Brendan Vermeire: Absolutely. Well, the assessment itself is a little finicky cause there’s all sorts of different stool tests and functional tests out there. So I actually created my own test that I called The Mental M.A.P, where M.A.P. Stands for Microglial Activation Profile, which I think is really cool. But, you know, we decided that…
Rebekah Kelley: It’s very cool. I agree! [Both laugh.]
Brendan Vermeire: I think it’s cool. And you know, when it came to me, I was like, microglial activation pro… The Mental M.A.P.! I was like, oh, that’s a branding goldmine right there. But I created The Mental Map to be the most reliable way to get to the root causes of mental health dysfunction by assessing microglial activation, primarily.

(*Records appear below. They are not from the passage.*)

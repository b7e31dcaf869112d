//! Central administration (SIC) decision transitions.
//!
//! SIC records its decision details first (tab moves to "to validate"),
//! then approves or refuses. Approval rules differ between an admission
//! and an enrolment request; [`Proposition::approuver_par_sic`] picks the
//! rule set from `type_demande`.

use osis_checklist::{ChoixStatutChecklist, OngletChecklist};
use osis_validation::MultipleBusinessExceptions;

use crate::enums::{
    BesoinDeDerogation, ChoixStatutPropositionDoctorale, DispenseOuDroitsMajores,
    DroitsInscriptionMontant, MobiliteNombreDeMois, TypeDemande,
};
use crate::exceptions::{PropositionError, TransitionError};
use crate::valeurs::{EmplacementDocument, MotifRefusIdentity};
use crate::validator::{
    ApprouverAdmissionParSicValidatorList, ApprouverInscriptionParSicValidatorList,
    RefuserParSicValidatorList, SpecifierBesoinDerogationValidatorList,
    SpecifierInformationsAcceptationSicValidatorList,
};

use super::{
    statut_onglet, valider, InformationsAcceptation, Proposition, CLE_ETAT_BESOIN_DEROGATION,
};

/// SIC acceptance details: the faculty bundle plus fees and mobility.
#[derive(Debug, Clone, Default, PartialEq, Eq)]
pub struct InformationsAcceptationSic {
    pub acceptation: InformationsAcceptation,
    pub droits_inscription_montant: Option<DroitsInscriptionMontant>,
    pub dispense_ou_droits_majores: Option<DispenseOuDroitsMajores>,
    pub est_mobilite: Option<bool>,
    pub nombre_de_mois_de_mobilite: Option<MobiliteNombreDeMois>,
    pub doit_se_presenter_en_sic: Option<bool>,
    pub communication_au_candidat: String,
}

/// Collaborator data an approval is checked against.
#[derive(Debug, Clone)]
pub struct ContexteApprobationSic {
    /// Current document placements of the proposition.
    pub documents: Vec<EmplacementDocument>,
    /// Outcome of the profile service's curriculum check.
    pub verification_curriculum: Result<(), MultipleBusinessExceptions<PropositionError>>,
    pub en_quarantaine: bool,
}

impl Proposition {
    /// SIC authorises the proposition.
    ///
    /// Whatever the curriculum check reported surfaces as a single
    /// `CurriculumNonCompletePourAcceptation`.
    pub fn approuver_par_sic(
        &mut self,
        auteur: &str,
        contexte: &ContexteApprobationSic,
    ) -> Result<(), TransitionError> {
        match self.type_demande {
            TypeDemande::Admission => valider(&ApprouverAdmissionParSicValidatorList {
                statut: self.statut,
                type_demande: self.type_demande,
                checklist_actuelle: &self.checklist_actuelle,
                documents: &contexte.documents,
                avec_conditions_complementaires: self.avec_conditions_complementaires,
                conditions_complementaires_existantes: &self.conditions_complementaires_existantes,
                conditions_complementaires_libres: &self.conditions_complementaires_libres,
                nombre_annees_prevoir_programme: self.nombre_annees_prevoir_programme,
                verification_curriculum: &contexte.verification_curriculum,
            })?,
            TypeDemande::Inscription => valider(&ApprouverInscriptionParSicValidatorList {
                statut: self.statut,
                type_demande: self.type_demande,
                checklist_actuelle: &self.checklist_actuelle,
                besoin_de_derogation: self.besoin_de_derogation,
                documents: &contexte.documents,
                avec_conditions_complementaires: self.avec_conditions_complementaires,
                conditions_complementaires_existantes: &self.conditions_complementaires_existantes,
                conditions_complementaires_libres: &self.conditions_complementaires_libres,
                en_quarantaine: contexte.en_quarantaine,
                verification_curriculum: &contexte.verification_curriculum,
            })?,
        }

        self.statut = ChoixStatutPropositionDoctorale::InscriptionAutorisee;
        self.checklist_actuelle.decision_sic = statut_onglet(
            OngletChecklist::DecisionSic,
            "AUTORISE",
            ChoixStatutChecklist::GestReussite,
        );
        self.auteur_derniere_modification = auteur.to_string();
        Ok(())
    }

    /// SIC refuses, using the motives recorded earlier.
    pub fn refuser_par_sic(&mut self, auteur: &str) -> Result<(), TransitionError> {
        valider(&RefuserParSicValidatorList {
            statut: self.statut,
            motifs_refus: &self.motifs_refus,
            autres_motifs_refus: &self.autres_motifs_refus,
        })?;

        self.statut = ChoixStatutPropositionDoctorale::InscriptionRefusee;
        self.checklist_actuelle.decision_sic = statut_onglet(
            OngletChecklist::DecisionSic,
            "REFUSE",
            ChoixStatutChecklist::GestBlocage,
        );
        self.auteur_derniere_modification = auteur.to_string();
        Ok(())
    }

    pub fn specifier_informations_acceptation_par_sic(
        &mut self,
        auteur: &str,
        infos: InformationsAcceptationSic,
    ) -> Result<(), TransitionError> {
        valider(&SpecifierInformationsAcceptationSicValidatorList {
            statut: self.statut,
            avec_complements_formation: infos.acceptation.avec_complements_formation,
            complements_formation: &infos.acceptation.complements_formation,
            commentaire_complements_formation: &infos.acceptation.commentaire_complements_formation,
        })?;

        self.appliquer_acceptation(infos.acceptation);
        self.droits_inscription_montant = infos.droits_inscription_montant;
        self.dispense_ou_droits_majores = infos.dispense_ou_droits_majores;
        self.est_mobilite = infos.est_mobilite;
        self.nombre_de_mois_de_mobilite = infos.nombre_de_mois_de_mobilite;
        self.doit_se_presenter_en_sic = infos.doit_se_presenter_en_sic;
        self.communication_au_candidat = infos.communication_au_candidat;
        self.checklist_actuelle.decision_sic = statut_onglet(
            OngletChecklist::DecisionSic,
            "AUTORISATION_A_VALIDER",
            ChoixStatutChecklist::GestEnCours,
        );
        self.auteur_derniere_modification = auteur.to_string();
        Ok(())
    }

    pub fn specifier_motifs_refus_par_sic(
        &mut self,
        auteur: &str,
        motifs_refus: Vec<MotifRefusIdentity>,
        autres_motifs_refus: Vec<String>,
    ) -> Result<(), TransitionError> {
        valider(&RefuserParSicValidatorList {
            statut: self.statut,
            motifs_refus: &motifs_refus,
            autres_motifs_refus: &autres_motifs_refus,
        })?;

        self.motifs_refus = motifs_refus;
        self.autres_motifs_refus = autres_motifs_refus;
        self.checklist_actuelle.decision_sic = statut_onglet(
            OngletChecklist::DecisionSic,
            "REFUS_A_VALIDER",
            ChoixStatutChecklist::GestEnCours,
        );
        self.auteur_derniere_modification = auteur.to_string();
        Ok(())
    }

    /// Record whether a dispensation from management is needed.
    ///
    /// Asking management parks the proposition; any answer from
    /// management gives it back to SIC.
    pub fn specifier_besoin_de_derogation(
        &mut self,
        auteur: &str,
        besoin_de_derogation: BesoinDeDerogation,
    ) -> Result<(), TransitionError> {
        valider(&SpecifierBesoinDerogationValidatorList { statut: self.statut })?;

        let decision_sic = statut_onglet(
            OngletChecklist::DecisionSic,
            "BESOIN_DEROGATION",
            ChoixStatutChecklist::GestEnCours,
        )
        .avec_extra(CLE_ETAT_BESOIN_DEROGATION, besoin_de_derogation.name());

        let statut = match besoin_de_derogation {
            BesoinDeDerogation::AvisDirectionDemande => {
                ChoixStatutPropositionDoctorale::AttenteValidationDirection
            }
            _ if self.statut == ChoixStatutPropositionDoctorale::AttenteValidationDirection => {
                ChoixStatutPropositionDoctorale::Confirmee
            }
            _ => self.statut,
        };

        self.besoin_de_derogation = besoin_de_derogation;
        self.checklist_actuelle.decision_sic = decision_sic;
        self.statut = statut;
        self.auteur_derniere_modification = auteur.to_string();
        Ok(())
    }
}

#[cfg(test)]
mod tests {
    use super::super::fixtures::*;
    use super::*;
    use osis_checklist::identifier;

    use ChoixStatutPropositionDoctorale as S;

    fn make_contexte() -> ContexteApprobationSic {
        ContexteApprobationSic {
            documents: vec![],
            verification_curriculum: Ok(()),
            en_quarantaine: false,
        }
    }

    fn make_acceptation_sic() -> InformationsAcceptationSic {
        InformationsAcceptationSic {
            acceptation: InformationsAcceptation {
                avec_conditions_complementaires: Some(false),
                nombre_annees_prevoir_programme: Some(4),
                ..InformationsAcceptation::default()
            },
            droits_inscription_montant: Some(DroitsInscriptionMontant::InscriptionAuRole),
            ..InformationsAcceptationSic::default()
        }
    }

    /// A submitted proposition whose prior studies were found sufficient.
    fn make_proposition_prete(type_demande: TypeDemande) -> Proposition {
        let mut p = make_proposition_soumise();
        p.type_demande = type_demande;
        p.checklist_actuelle.parcours_anterieur.statut = ChoixStatutChecklist::GestReussite;
        p.checklist_actuelle.donnees_personnelles.statut = ChoixStatutChecklist::GestReussite;
        p
    }

    fn identifiant_decision_sic(p: &Proposition) -> Option<String> {
        identifier(OngletChecklist::DecisionSic, &p.checklist_actuelle().decision_sic)
    }

    // ── Admission approval ──────────────────────────────────────────

    #[test]
    fn test_approuver_admission() {
        let mut p = make_proposition_prete(TypeDemande::Admission);
        p.specifier_informations_acceptation_par_sic(GESTIONNAIRE, make_acceptation_sic())
            .unwrap();
        assert_eq!(identifiant_decision_sic(&p).as_deref(), Some("AUTORISATION_A_VALIDER"));

        p.approuver_par_sic("sic-director", &make_contexte()).unwrap();
        assert_eq!(p.statut(), S::InscriptionAutorisee);
        assert_eq!(identifiant_decision_sic(&p).as_deref(), Some("AUTORISE"));
        assert_eq!(p.auteur_derniere_modification(), "sic-director");
    }

    #[test]
    fn test_curriculum_failures_are_narrowed_to_one_exception() {
        let mut p = make_proposition_prete(TypeDemande::Admission);
        p.specifier_informations_acceptation_par_sic(GESTIONNAIRE, make_acceptation_sic())
            .unwrap();
        let contexte = ContexteApprobationSic {
            verification_curriculum: Err(MultipleBusinessExceptions::from_vec(vec![
                PropositionError::FichierCurriculumNonRenseigne,
                PropositionError::AnneesCurriculumNonSpecifiees {
                    debut: "09/2019".into(),
                    fin: "08/2020".into(),
                },
            ])
            .unwrap()),
            ..make_contexte()
        };
        let avant = snapshot(&p);
        let err = p.approuver_par_sic(GESTIONNAIRE, &contexte).unwrap_err();
        assert_eq!(err.status_codes(), vec!["PROPOSITION-66"]);
        assert_eq!(snapshot(&p), avant);
    }

    // ── Enrolment approval ──────────────────────────────────────────

    #[test]
    fn test_enrolment_uses_its_own_rule_set() {
        // No programme duration: blocks an admission, not an enrolment.
        let mut admission = make_proposition_prete(TypeDemande::Admission);
        let err = admission.approuver_par_sic(GESTIONNAIRE, &make_contexte()).unwrap_err();
        assert!(err.contient(&PropositionError::InformationsAcceptationNonSpecifiees));

        let mut inscription = make_proposition_prete(TypeDemande::Inscription);
        inscription
            .approuver_par_sic(GESTIONNAIRE, &make_contexte())
            .unwrap();
        assert_eq!(inscription.statut(), S::InscriptionAutorisee);
    }

    #[test]
    fn test_enrolment_with_pending_dispensation_is_blocked() {
        let mut p = make_proposition_prete(TypeDemande::Inscription);
        p.specifier_besoin_de_derogation(GESTIONNAIRE, BesoinDeDerogation::AvisDirectionDemande)
            .unwrap();
        assert_eq!(p.statut(), S::AttenteValidationDirection);

        let err = p.approuver_par_sic(GESTIONNAIRE, &make_contexte()).unwrap_err();
        assert_eq!(
            err.first(),
            Some(&PropositionError::EtatChecklistDecisionSicNonValidePourApprouverUneInscription)
        );

        p.specifier_besoin_de_derogation("direction", BesoinDeDerogation::AccordDirection)
            .unwrap();
        assert_eq!(p.statut(), S::Confirmee);
        assert_eq!(
            p.checklist_actuelle().decision_sic.extra(CLE_ETAT_BESOIN_DEROGATION),
            Some("ACCORD_DIRECTION")
        );
        p.approuver_par_sic(GESTIONNAIRE, &make_contexte()).unwrap();
    }

    #[test]
    fn test_quarantine_blocks_enrolment() {
        let mut p = make_proposition_prete(TypeDemande::Inscription);
        let contexte = ContexteApprobationSic {
            en_quarantaine: true,
            ..make_contexte()
        };
        let err = p.approuver_par_sic(GESTIONNAIRE, &contexte).unwrap_err();
        assert_eq!(err.status_codes(), vec!["ADMISSION-23"]);
    }

    // ── Refusal ─────────────────────────────────────────────────────

    #[test]
    fn test_refuser_par_sic() {
        let mut p = make_proposition_en_statut(S::RetourDeFac);
        let err = p.refuser_par_sic(GESTIONNAIRE).unwrap_err();
        assert_eq!(err.first(), Some(&PropositionError::MotifRefusNonSpecifie));

        p.specifier_motifs_refus_par_sic(GESTIONNAIRE, vec![], vec!["Incomplete file".into()])
            .unwrap();
        assert_eq!(identifiant_decision_sic(&p).as_deref(), Some("REFUS_A_VALIDER"));

        p.refuser_par_sic(GESTIONNAIRE).unwrap();
        assert_eq!(p.statut(), S::InscriptionRefusee);
        assert_eq!(identifiant_decision_sic(&p).as_deref(), Some("REFUSE"));
    }

    #[test]
    fn test_sic_cannot_decide_during_faculty_review() {
        let mut p = make_proposition_en_statut(S::TraitementFac);
        let err = p
            .specifier_besoin_de_derogation(GESTIONNAIRE, BesoinDeDerogation::AvisDirectionDemande)
            .unwrap_err();
        assert_eq!(err.status_codes(), vec!["PROPOSITION-67"]);
        assert_eq!(p.besoin_de_derogation(), BesoinDeDerogation::NonConcerne);
    }
}
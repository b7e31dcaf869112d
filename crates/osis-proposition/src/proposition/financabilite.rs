//! Financeability: the computed outcome, the rule a manager establishes,
//! and the faculty dispensation sub-workflow for non-financeable
//! candidates.
//!
//! Time is always passed in by the caller.

use osis_checklist::{ChoixStatutChecklist, DerogationFinancement, OngletChecklist, StatutChecklist};
use osis_core::Timestamp;

use crate::enums::{EtatFinancabilite, SituationFinancabilite};
use crate::valeurs::MotifRefusIdentity;

use super::{statut_onglet, Proposition, CLE_ETAT_BESOIN_DEROGATION};

fn onglet_financabilite(identifiant: &str, repli: ChoixStatutChecklist) -> StatutChecklist {
    statut_onglet(OngletChecklist::Financabilite, identifiant, repli)
}

/// The financeability tab while a dispensation is pending.
fn onglet_besoin_derogation(etat: DerogationFinancement) -> StatutChecklist {
    onglet_financabilite("BESOIN_DEROGATION", ChoixStatutChecklist::GestEnCours)
        .avec_extra(CLE_ETAT_BESOIN_DEROGATION, etat.name())
}

impl Proposition {
    /// Record the outcome of the automatic financeability computation.
    /// The review tab is left to the manager.
    pub fn specifier_financabilite_resultat_calcul(
        &mut self,
        auteur: &str,
        etat: EtatFinancabilite,
        situation: Option<SituationFinancabilite>,
        maintenant: Timestamp,
    ) {
        self.financabilite_regle_calcule = Some(etat);
        self.financabilite_regle_calcule_situation = situation;
        self.financabilite_regle_calcule_le = Some(maintenant);
        self.auteur_derniere_modification = auteur.to_string();
    }

    /// A manager establishes the rule that applies to the candidate.
    pub fn specifier_financabilite_regle(
        &mut self,
        auteur: &str,
        situation: SituationFinancabilite,
        maintenant: Timestamp,
    ) {
        let onglet = match situation {
            SituationFinancabilite::PlusFinancable => {
                onglet_financabilite("NON_FINANCABLE", ChoixStatutChecklist::GestBlocage)
            }
            SituationFinancabilite::FinancableDerogation => {
                onglet_financabilite("DEROGATION_ACCORDEE", ChoixStatutChecklist::GestReussite)
            }
            _ => onglet_financabilite("FINANCABLE", ChoixStatutChecklist::GestReussite),
        };

        self.financabilite_regle = Some(situation);
        self.financabilite_etabli_par = Some(auteur.to_string());
        self.financabilite_etabli_le = Some(maintenant);
        self.checklist_actuelle.financabilite = onglet;
        self.auteur_derniere_modification = auteur.to_string();
    }

    /// Financeability does not apply to this candidate.
    pub fn specifier_financabilite_non_concernee(&mut self, auteur: &str) {
        self.financabilite_regle = None;
        self.financabilite_etabli_par = None;
        self.financabilite_etabli_le = None;
        self.checklist_actuelle.financabilite =
            onglet_financabilite("NON_CONCERNE", ChoixStatutChecklist::InitialNonConcerne);
        self.auteur_derniere_modification = auteur.to_string();
    }

    /// Move the faculty dispensation forward.
    ///
    /// Refusal motives are recorded only with a faculty refusal; other
    /// states leave the motives untouched.
    pub fn specifier_derogation_financabilite(
        &mut self,
        auteur: &str,
        statut: DerogationFinancement,
        motifs_refus: Vec<MotifRefusIdentity>,
        autres_motifs_refus: Vec<String>,
    ) {
        let onglet = match statut {
            DerogationFinancement::AccordDeDerogationFacultaire => {
                onglet_financabilite("DEROGATION_ACCORDEE", ChoixStatutChecklist::GestReussite)
            }
            _ => onglet_besoin_derogation(statut),
        };

        if statut == DerogationFinancement::RefusDeDerogationFacultaire {
            self.motifs_refus = motifs_refus;
            self.autres_motifs_refus = autres_motifs_refus;
        }
        self.financabilite_derogation_statut = statut;
        self.checklist_actuelle.financabilite = onglet;
        self.auteur_derniere_modification = auteur.to_string();
    }

    /// The candidate was told a dispensation is needed. The first
    /// notification is kept; the last one is overwritten.
    pub fn notifier_candidat_derogation_financabilite(&mut self, auteur: &str, maintenant: Timestamp) {
        if self.financabilite_derogation_premiere_notification_le.is_none() {
            self.financabilite_derogation_premiere_notification_le = Some(maintenant);
            self.financabilite_derogation_premiere_notification_par = Some(auteur.to_string());
        }
        self.financabilite_derogation_derniere_notification_le = Some(maintenant);
        self.financabilite_derogation_derniere_notification_par = Some(auteur.to_string());
        self.financabilite_derogation_statut = DerogationFinancement::CandidatNotifie;
        self.checklist_actuelle.financabilite =
            onglet_besoin_derogation(DerogationFinancement::CandidatNotifie);
        self.auteur_derniere_modification = auteur.to_string();
    }
}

So there’s all sorts of primarily blood markers and one particular urine marker that can give us a lot of insight into microglial activation, leaky brain, peripheral inflammation, immune activation, and so on and so forth. We have to have objective data, to be able to track the efficacy of our interventions, whether that’s drugs, supplements, lifestyle, environment – we have to have reliable data. And so that was my primary inspiration, is you can’t fix what you don’t measure. And we don’t know the efficacy of the intervention without that reliable data. I firmly believe that this Mental Map is the best assessment for neuroinflammation and mental health and microglial activation. So that’s my primary tool.
So that way, as I start applying different therapeutics and intervention strategies – which I would say in regards to the gut-brain axis [are] endospore probiotics, prebiotic therapy, immunoglobulins, colostrum – the short-chain fatty acids, which, endospore probiotics and prebiotics dramatically increase the production of short-chain fatty acids, as well as plenty of fiber consumption (how many Americans are eating enough fiber in their diet? Like, none), that fiber is, that’s the fuel source for our microbiome to produce these short-chain fatty acids, which have been shown to actually decrease neuroinflammation, decrease microglial activation, and promote neuroregeneration.
So I would say the short-chain fatty acids are one of the absolute top therapeutic strategies for decreasing neuroinflammation and promoting mental health and neuroregeneration. And ultimately you can supplement with short-chain fatty acids directly. But what we really want to do is heal the microbiome, heal that “garden of life,” seal the tight junctions of the gastrointestinal tract and the blood-brain barrier. And so using more short-chain fatty acid promotion through the… well, first off the diet, the lifestyle has to get on point, but if we’re just talking about supplements and therapeutics, the spore biotics, the prebiotics, the immunoglobulins can dramatically improve the diversity of the microbiome, heal the leaky gut and promote plenty of short-chain fatty acids that will circulate to the brain and cause all these healing effects.
Rebekah Kelley: That’s really awesome. Brendan, you’re so knowledgeable and you’re so great about being able to make it accessible to those of us who are not as knowledgeable. Thank you so much. Brendan Vermeire can be found at Brendan at MetabolicSolutionsLLC.com. I’m going to spell that. It’s Brendan, B R E N D A N at M E T A B O L I C S O L U T I O N S L L C.com. And let me remind you to subscribe and get access to all Humanized videos, podcasts and transcriptions from all of our thought leaders on personalized health at HumanizedHealth.com. It’s just such a pleasure. Thank you so much.
Brendan Vermeire: Thank you, Rebekah. It was a lot of fun.